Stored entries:
##########

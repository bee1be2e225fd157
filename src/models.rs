//! Core data models that flow between the retriever, the web search client,
//! and the query controller.

use serde::{Deserialize, Serialize};
use std::collections::BTreeMap;
use std::time::Duration;

/// Provenance attached to an indexed passage (e.g. `source` → file path).
pub type Metadata = BTreeMap<String, String>;

/// Number of characters kept in a source preview.
pub const PREVIEW_CHARS: usize = 200;

/// An immutable query and its per-call options.
#[derive(Debug, Clone, PartialEq, Eq)]
pub struct Query {
    pub text: String,
    pub max_results: usize,
    pub force_web_search: bool,
    pub include_sources: bool,
}

impl Query {
    pub fn new(text: impl Into<String>) -> Self {
        Self {
            text: text.into(),
            max_results: 5,
            force_web_search: false,
            include_sources: true,
        }
    }

    pub fn with_max_results(mut self, max_results: usize) -> Self {
        self.max_results = max_results;
        self
    }

    pub fn force_web(mut self, force: bool) -> Self {
        self.force_web_search = force;
        self
    }

    pub fn include_sources(mut self, include: bool) -> Self {
        self.include_sources = include;
        self
    }
}

/// One passage returned by a similarity lookup.
#[derive(Debug, Clone, PartialEq)]
pub struct Candidate {
    pub content: String,
    pub metadata: Metadata,
    /// Non-negative distance to the query; lower is more similar.
    pub distance: f64,
}

/// User-facing projection of a retrieved or fetched passage.
#[derive(Debug, Clone, PartialEq, Serialize, Deserialize)]
#[serde(untagged)]
pub enum SourceRecord {
    Local {
        content: String,
        metadata: Metadata,
        score: f64,
    },
    Web(WebSource),
}

impl SourceRecord {
    /// Build a local source with a bounded content preview.
    pub fn from_candidate(candidate: &Candidate) -> Self {
        SourceRecord::Local {
            content: preview(&candidate.content, PREVIEW_CHARS),
            metadata: candidate.metadata.clone(),
            score: candidate.distance,
        }
    }
}

/// First `max_chars` characters of `text` followed by `"..."`.
pub fn preview(text: &str, max_chars: usize) -> String {
    let mut out: String = text.chars().take(max_chars).collect();
    out.push_str("...");
    out
}

/// The local retriever's answer for one query.
#[derive(Debug, Clone, PartialEq)]
pub struct RetrievalOutcome {
    pub response: String,
    pub sources: Vec<SourceRecord>,
    /// Advisory score in `[0.0, 1.0]`, monotonic in mean similarity.
    pub confidence: f64,
}

impl RetrievalOutcome {
    pub fn empty() -> Self {
        Self {
            response: "No relevant information found in local database.".to_string(),
            sources: Vec::new(),
            confidence: 0.0,
        }
    }

    /// Degraded outcome describing why the lookup failed.
    pub fn failed(reason: impl std::fmt::Display) -> Self {
        Self {
            response: format!("Error searching local database: {}", reason),
            sources: Vec::new(),
            confidence: 0.0,
        }
    }
}

/// A single external search hit.
#[derive(Debug, Clone, PartialEq, Serialize, Deserialize)]
pub struct WebSource {
    #[serde(default = "untitled")]
    pub title: String,
    #[serde(default = "no_url")]
    pub url: String,
    #[serde(default, skip_serializing_if = "Option::is_none")]
    pub snippet: Option<String>,
}

fn untitled() -> String {
    "Untitled".to_string()
}

fn no_url() -> String {
    "#".to_string()
}

/// The web search client's answer. Both fields may be absent.
#[derive(Debug, Clone, Default, PartialEq, Serialize, Deserialize)]
pub struct WebOutcome {
    #[serde(default)]
    pub content: Option<String>,
    #[serde(default)]
    pub sources: Vec<WebSource>,
}

impl WebOutcome {
    /// Aggregated text. Only an empty string counts as absent; whitespace
    /// is passed through as-is.
    pub fn content(&self) -> Option<&str> {
        self.content.as_deref().filter(|c| !c.is_empty())
    }
}

/// Which path produced a [`QueryResult`].
#[derive(Debug, Clone, Copy, PartialEq, Eq, Serialize)]
#[serde(rename_all = "snake_case")]
pub enum SearchMethod {
    Rag,
    McpWeb,
    Error,
}

impl SearchMethod {
    pub fn as_str(&self) -> &'static str {
        match self {
            SearchMethod::Rag => "rag",
            SearchMethod::McpWeb => "mcp_web",
            SearchMethod::Error => "error",
        }
    }
}

impl std::fmt::Display for SearchMethod {
    fn fmt(&self, f: &mut std::fmt::Formatter<'_>) -> std::fmt::Result {
        f.write_str(self.as_str())
    }
}

/// Final output of one controller call. Built once and returned by value.
#[derive(Debug, Clone, PartialEq)]
pub struct QueryResult {
    pub response: String,
    pub sources: Vec<SourceRecord>,
    pub confidence: f64,
    pub search_method: SearchMethod,
    pub execution_time: Duration,
}

#[cfg(test)]
mod tests {
    use super::*;

    #[test]
    fn test_preview_truncates_on_chars() {
        let text = "é".repeat(300);
        let p = preview(&text, PREVIEW_CHARS);
        assert_eq!(p.chars().count(), PREVIEW_CHARS + 3);
        assert!(p.ends_with("..."));
    }

    #[test]
    fn test_preview_short_text_still_marked() {
        assert_eq!(preview("short", PREVIEW_CHARS), "short...");
    }

    #[test]
    fn test_web_outcome_defaults() {
        let outcome: WebOutcome =
            serde_json::from_str(r#"{"sources": [{"snippet": "x"}]}"#).unwrap();
        assert!(outcome.content().is_none());
        assert_eq!(outcome.sources[0].title, "Untitled");
        assert_eq!(outcome.sources[0].url, "#");

        let outcome: WebOutcome = serde_json::from_str("{}").unwrap();
        assert_eq!(outcome, WebOutcome::default());
    }

    #[test]
    fn test_only_empty_content_is_absent() {
        let empty = WebOutcome {
            content: Some(String::new()),
            sources: Vec::new(),
        };
        assert!(empty.content().is_none());

        let blank = WebOutcome {
            content: Some("   ".to_string()),
            sources: Vec::new(),
        };
        assert_eq!(blank.content(), Some("   "));
    }

    #[test]
    fn test_search_method_serializes_snake_case() {
        assert_eq!(
            serde_json::to_string(&SearchMethod::McpWeb).unwrap(),
            "\"mcp_web\""
        );
        assert_eq!(SearchMethod::Rag.to_string(), "rag");
    }

    #[test]
    fn test_source_record_untagged() {
        let local = SourceRecord::Local {
            content: "abc...".to_string(),
            metadata: Metadata::from([("source".to_string(), "a.txt".to_string())]),
            score: 0.25,
        };
        let json = serde_json::to_value(&local).unwrap();
        assert_eq!(json["metadata"]["source"], "a.txt");
        assert_eq!(json["score"], 0.25);

        let web = SourceRecord::Web(WebSource {
            title: "Rust".to_string(),
            url: "https://www.rust-lang.org".to_string(),
            snippet: None,
        });
        let json = serde_json::to_value(&web).unwrap();
        assert_eq!(json["title"], "Rust");
        assert!(json.get("snippet").is_none());
    }
}
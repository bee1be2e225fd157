//! In-memory vector index.
//!
//! A flat list of embedded passages searched by brute-force squared L2 distance.
//! The retriever treats a [`VectorIndex`] as an immutable snapshot: mutation
//! happens on a clone which is then swapped in whole.

use std::collections::HashSet;

use crate::embedding::squared_l2_distance;
use crate::error::{RetrievalError, StorageError};
use crate::models::{Candidate, Metadata};

/// One embedded passage.
#[derive(Debug, Clone, PartialEq)]
pub struct IndexEntry {
    pub id: String,
    pub content: String,
    pub metadata: Metadata,
    /// SHA-256 of `content`, used to skip re-adding identical passages.
    pub hash: String,
    pub embedding: Vec<f32>,
}

#[derive(Debug, Clone, Default)]
pub struct VectorIndex {
    model: Option<String>,
    dims: Option<usize>,
    entries: Vec<IndexEntry>,
    hashes: HashSet<String>,
}

impl VectorIndex {
    pub fn new(model: impl Into<String>) -> Self {
        Self {
            model: Some(model.into()),
            ..Default::default()
        }
    }

    pub fn model(&self) -> Option<&str> {
        self.model.as_deref()
    }

    pub fn dims(&self) -> Option<usize> {
        self.dims
    }

    pub fn len(&self) -> usize {
        self.entries.len()
    }

    pub fn is_empty(&self) -> bool {
        self.entries.is_empty()
    }

    pub fn entries(&self) -> &[IndexEntry] {
        &self.entries
    }

    pub fn contains_hash(&self, hash: &str) -> bool {
        self.hashes.contains(hash)
    }

    /// Append an entry. Returns `Ok(false)` if identical content is already indexed.
    pub fn insert(&mut self, entry: IndexEntry) -> Result<bool, StorageError> {
        match self.dims {
            Some(expected) if expected != entry.embedding.len() => {
                return Err(StorageError::DimensionMismatch {
                    expected,
                    actual: entry.embedding.len(),
                });
            }
            None => self.dims = Some(entry.embedding.len()),
            _ => {}
        }
        if !self.hashes.insert(entry.hash.clone()) {
            return Ok(false);
        }
        self.entries.push(entry);
        Ok(true)
    }

    /// Return up to `k` candidates ordered by ascending distance.
    ///
    /// Ties keep insertion order, so repeated lookups are deterministic.
    pub fn similarity_search(
        &self,
        query_vec: &[f32],
        k: usize,
    ) -> Result<Vec<Candidate>, RetrievalError> {
        if self.entries.is_empty() || k == 0 {
            return Ok(Vec::new());
        }
        if let Some(dims) = self.dims {
            if dims != query_vec.len() {
                return Err(RetrievalError::Lookup(format!(
                    "query vector has {} dimensions, index has {}",
                    query_vec.len(),
                    dims
                )));
            }
        }

        let mut scored: Vec<(usize, f64)> = self
            .entries
            .iter()
            .enumerate()
            .map(|(i, e)| (i, squared_l2_distance(query_vec, &e.embedding)))
            .collect();
        scored.sort_by(|a, b| a.1.partial_cmp(&b.1).unwrap_or(std::cmp::Ordering::Equal));
        scored.truncate(k);

        Ok(scored
            .into_iter()
            .map(|(i, distance)| {
                let entry = &self.entries[i];
                Candidate {
                    content: entry.content.clone(),
                    metadata: entry.metadata.clone(),
                    distance,
                }
            })
            .collect())
    }
}

#[cfg(test)]
mod tests {
    use super::*;
    use crate::chunk::content_hash;

    fn entry(content: &str, embedding: Vec<f32>) -> IndexEntry {
        IndexEntry {
            id: content.to_string(),
            content: content.to_string(),
            metadata: Metadata::new(),
            hash: content_hash(content),
            embedding,
        }
    }

    #[test]
    fn test_empty_index_returns_nothing() {
        let index = VectorIndex::new("test");
        assert!(index.similarity_search(&[1.0, 0.0], 5).unwrap().is_empty());
    }

    #[test]
    fn test_results_ascending_by_distance() {
        let mut index = VectorIndex::new("test");
        index.insert(entry("far", vec![0.0, 1.0])).unwrap();
        index.insert(entry("near", vec![1.0, 0.0])).unwrap();
        index.insert(entry("mid", vec![1.0, 1.0])).unwrap();

        let results = index.similarity_search(&[1.0, 0.0], 10).unwrap();
        let order: Vec<&str> = results.iter().map(|c| c.content.as_str()).collect();
        assert_eq!(order, vec!["near", "mid", "far"]);
        assert!(results.windows(2).all(|w| w[0].distance <= w[1].distance));
    }

    #[test]
    fn test_truncates_to_k() {
        let mut index = VectorIndex::new("test");
        for i in 0..10 {
            index
                .insert(entry(&format!("doc {}", i), vec![1.0, i as f32]))
                .unwrap();
        }
        assert_eq!(index.similarity_search(&[1.0, 0.0], 3).unwrap().len(), 3);
    }

    #[test]
    fn test_duplicate_content_skipped() {
        let mut index = VectorIndex::new("test");
        assert!(index.insert(entry("same", vec![1.0, 0.0])).unwrap());
        assert!(!index.insert(entry("same", vec![1.0, 0.0])).unwrap());
        assert_eq!(index.len(), 1);
    }

    #[test]
    fn test_dimension_mismatch() {
        let mut index = VectorIndex::new("test");
        index.insert(entry("a", vec![1.0, 0.0])).unwrap();
        assert!(index.insert(entry("b", vec![1.0, 0.0, 0.0])).is_err());
        assert!(index.similarity_search(&[1.0], 1).is_err());
    }

    #[test]
    fn test_distance_is_squared_euclidean() {
        let mut index = VectorIndex::new("test");
        index.insert(entry("close", vec![0.75, 0.661_437_8])).unwrap();
        index.insert(entry("mid", vec![1.0, 1.0])).unwrap();

        let results = index.similarity_search(&[1.0, 0.0], 2).unwrap();
        assert_eq!(results[0].content, "close");
        assert!((results[0].distance - 0.5).abs() < 1e-6, "got {}", results[0].distance);
        assert!((results[1].distance - 1.0).abs() < 1e-9);
    }
}
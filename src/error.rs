//! Error types for each component boundary.
//!
//! Every collaborator returns a `Result` with one of these enums. Which of
//! them degrade into data and which end a query is decided by the
//! [`QueryController`](crate::controller::QueryController):
//!
//! | Error | Raised by | Handling |
//! |-------|-----------|----------|
//! | [`RetrievalError`] | Local retriever | Zero-confidence outcome, web fallback |
//! | [`TransportError`] | Web search client | Empty web outcome, synthesis continues |
//! | [`SynthesisError`] | Synthesis provider | `search_method = "error"` result |
//! | [`ConfigError`] | Config loading | Fatal at startup |

use std::path::PathBuf;
use std::time::Duration;

/// Failures while looking up candidates in the local index.
#[derive(Debug, thiserror::Error)]
pub enum RetrievalError {
    #[error("failed to embed query: {0}")]
    Embedding(#[from] EmbeddingError),

    #[error("index storage error: {0}")]
    Storage(#[from] StorageError),

    #[error("index lookup failed: {0}")]
    Lookup(String),

    #[error("retrieval timed out after {0:?}")]
    Timeout(Duration),

    #[error("retrieval task aborted: {0}")]
    Aborted(String),
}

/// Failures talking to the web search endpoint.
#[derive(Debug, thiserror::Error)]
pub enum TransportError {
    #[error("web search request failed: {0}")]
    Request(#[from] reqwest::Error),

    #[error("web search returned HTTP {status}: {body}")]
    Status { status: u16, body: String },

    #[error("web search timed out after {0:?}")]
    Timeout(Duration),

    #[error("web search task aborted: {0}")]
    Aborted(String),
}

/// Failures from the language-synthesis collaborator.
#[derive(Debug, thiserror::Error)]
pub enum SynthesisError {
    #[error("synthesis request failed: {0}")]
    Request(#[from] reqwest::Error),

    #[error("synthesis API error {status}: {body}")]
    Api { status: u16, body: String },

    #[error("invalid synthesis response: {0}")]
    InvalidResponse(String),

    #[error("synthesis is not configured: {0}")]
    NotConfigured(String),

    #[error("synthesis timed out after {0:?}")]
    Timeout(Duration),

    #[error("synthesis task aborted: {0}")]
    Aborted(String),
}

/// Failures while computing embeddings.
#[derive(Debug, thiserror::Error)]
pub enum EmbeddingError {
    #[error("embedding provider is disabled")]
    Disabled,

    #[error("embedding request failed: {0}")]
    Request(#[from] reqwest::Error),

    #[error("embedding API error {status}: {body}")]
    Api { status: u16, body: String },

    #[error("invalid embedding response: {0}")]
    InvalidResponse(String),

    #[error("embedding provider misconfigured: {0}")]
    Misconfigured(String),

    #[error("local embedding failed: {0}")]
    Local(String),
}

/// Failures while loading or saving the persisted index.
#[derive(Debug, thiserror::Error)]
pub enum StorageError {
    #[error("database error: {0}")]
    Database(#[from] sqlx::Error),

    #[error("I/O error: {0}")]
    Io(#[from] std::io::Error),

    #[error("corrupt index metadata: {0}")]
    Metadata(#[from] serde_json::Error),

    #[error("index dimension mismatch: index has {expected}, got {actual}")]
    DimensionMismatch { expected: usize, actual: usize },
}

/// Invalid or unreadable configuration. Always fatal at startup.
#[derive(Debug, thiserror::Error)]
pub enum ConfigError {
    #[error("failed to read config file {path}: {source}")]
    Read {
        path: PathBuf,
        #[source]
        source: std::io::Error,
    },

    #[error("failed to parse config file: {0}")]
    Parse(#[from] toml::de::Error),

    #[error("invalid setting {key}: {message}")]
    Invalid { key: &'static str, message: String },

    #[error("{0}")]
    Provider(String),
}

impl ConfigError {
    pub(crate) fn invalid(key: &'static str, message: impl Into<String>) -> Self {
        ConfigError::Invalid {
            key,
            message: message.into(),
        }
    }
}
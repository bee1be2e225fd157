//! Character-window text splitter.
//!
//! Splits document text into pieces of at most `chunk_size` characters, with
//! `chunk_overlap` characters repeated between neighbours. Cut points prefer a
//! paragraph break, then a line break, then whitespace, and only fall back to
//! a hard cut when none exists in the back half of the window.
//!
//! Each chunk receives a UUID plus a SHA-256 hash of its text, which the
//! retriever uses to skip passages that are already indexed.

use sha2::{Digest, Sha256};
use uuid::Uuid;

use crate::models::Metadata;

/// A piece of a loaded document, ready to be embedded.
#[derive(Debug, Clone)]
pub struct TextChunk {
    pub id: String,
    pub content: String,
    pub metadata: Metadata,
    pub hash: String,
}

/// Split `text` and attach `base` metadata plus a `chunk_index` to each piece.
pub fn chunk_document(
    text: &str,
    base: &Metadata,
    chunk_size: usize,
    chunk_overlap: usize,
) -> Vec<TextChunk> {
    split_text(text, chunk_size, chunk_overlap)
        .into_iter()
        .enumerate()
        .map(|(i, content)| {
            let mut metadata = base.clone();
            metadata.insert("chunk_index".to_string(), i.to_string());
            TextChunk {
                id: Uuid::new_v4().to_string(),
                hash: content_hash(&content),
                content,
                metadata,
            }
        })
        .collect()
}

/// Split text into overlapping windows. Returns no chunks for blank input.
pub fn split_text(text: &str, chunk_size: usize, chunk_overlap: usize) -> Vec<String> {
    let chars: Vec<char> = text.chars().collect();
    let chunk_size = chunk_size.max(1);
    let mut chunks = Vec::new();
    let mut start = 0;

    while start < chars.len() {
        while start < chars.len() && chars[start].is_whitespace() {
            start += 1;
        }
        if start >= chars.len() {
            break;
        }

        let hard_end = (start + chunk_size).min(chars.len());
        let end = if hard_end == chars.len() {
            hard_end
        } else {
            find_break(&chars, start, hard_end)
        };

        let piece: String = chars[start..end].iter().collect();
        let trimmed = piece.trim();
        if !trimmed.is_empty() {
            chunks.push(trimmed.to_string());
        }

        if end == chars.len() {
            break;
        }

        // Always make progress, even when overlap >= the piece just emitted.
        let next = end.saturating_sub(chunk_overlap);
        start = if next > start { next } else { end };
    }

    chunks
}

fn find_break(chars: &[char], start: usize, end: usize) -> usize {
    let floor = start + (end - start) / 2;

    let paragraph = (floor..end)
        .rev()
        .find(|&i| i > 0 && chars[i] == '\n' && chars[i - 1] == '\n');
    if let Some(i) = paragraph {
        return i + 1;
    }
    if let Some(i) = (floor..end).rev().find(|&i| chars[i] == '\n') {
        return i + 1;
    }
    if let Some(i) = (floor..end).rev().find(|&i| chars[i].is_whitespace()) {
        return i + 1;
    }
    end
}

/// Hex SHA-256 of a chunk's text.
pub fn content_hash(text: &str) -> String {
    let mut hasher = Sha256::new();
    hasher.update(text.as_bytes());
    format!("{:x}", hasher.finalize())
}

##########

Your task:
Quote, word for word, every line from the top of the entries through the line that holds "pub type Metadata = BTreeMap<String, String>;".

Result:
repository bee1be2e225fd157
filename src/models.rs
//! Core data models that flow between the retriever, the web search client,
//! and the query controller.

use serde::{Deserialize, Serialize};
use std::collections::BTreeMap;
use std::time::Duration;

/// Provenance attached to an indexed passage (e.g. `source` → file path).
pub type Metadata = BTreeMap<String, String>;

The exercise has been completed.